**DIRECTIONS FOR THIS TASK**. The lines from the one with "observe one snapshot." through the last line below are to be copied exactly; no other lines are to be returned.

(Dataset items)
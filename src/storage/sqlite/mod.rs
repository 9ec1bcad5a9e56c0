//! `SQLite` storage backend.
//!
//! ## Module Structure
//!
//! - [`connection`]: lock acquisition and connection configuration
//! - `rows`: schema and row conversion helpers
//! - `metrics`: operation counters and latency histograms
//! - `store`: [`SqliteAuthzStore`], implementing [`RoleStore`](crate::storage::RoleStore)
//!   and [`UserStore`](crate::storage::UserStore)
//!
//! ## Consistency
//!
//! WAL mode lets readers proceed while a writer holds the lock. Grant
//! replacement and role deletion run in `IMMEDIATE` transactions; multi-row
//! reads run in a single deferred transaction so they observe one snapshot.

pub mod connection;
mod metrics;
mod rows;
mod store;

pub use connection::{BUSY_TIMEOUT_MS, acquire_lock, configure_connection};
pub use metrics::record_operation_metrics;
pub use rows::SCHEMA;
pub use store::{SeedReport, SqliteAuthzStore};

**SOLUTION BELOW**.
//! reads run in a single deferred transaction so they observe one snapshot.

pub mod connection;
mod metrics;
mod rows;
mod store;

pub use connection::{BUSY_TIMEOUT_MS, acquire_lock, configure_connection};
pub use metrics::record_operation_metrics;
pub use rows::SCHEMA;
pub use store::{SeedReport, SqliteAuthzStore};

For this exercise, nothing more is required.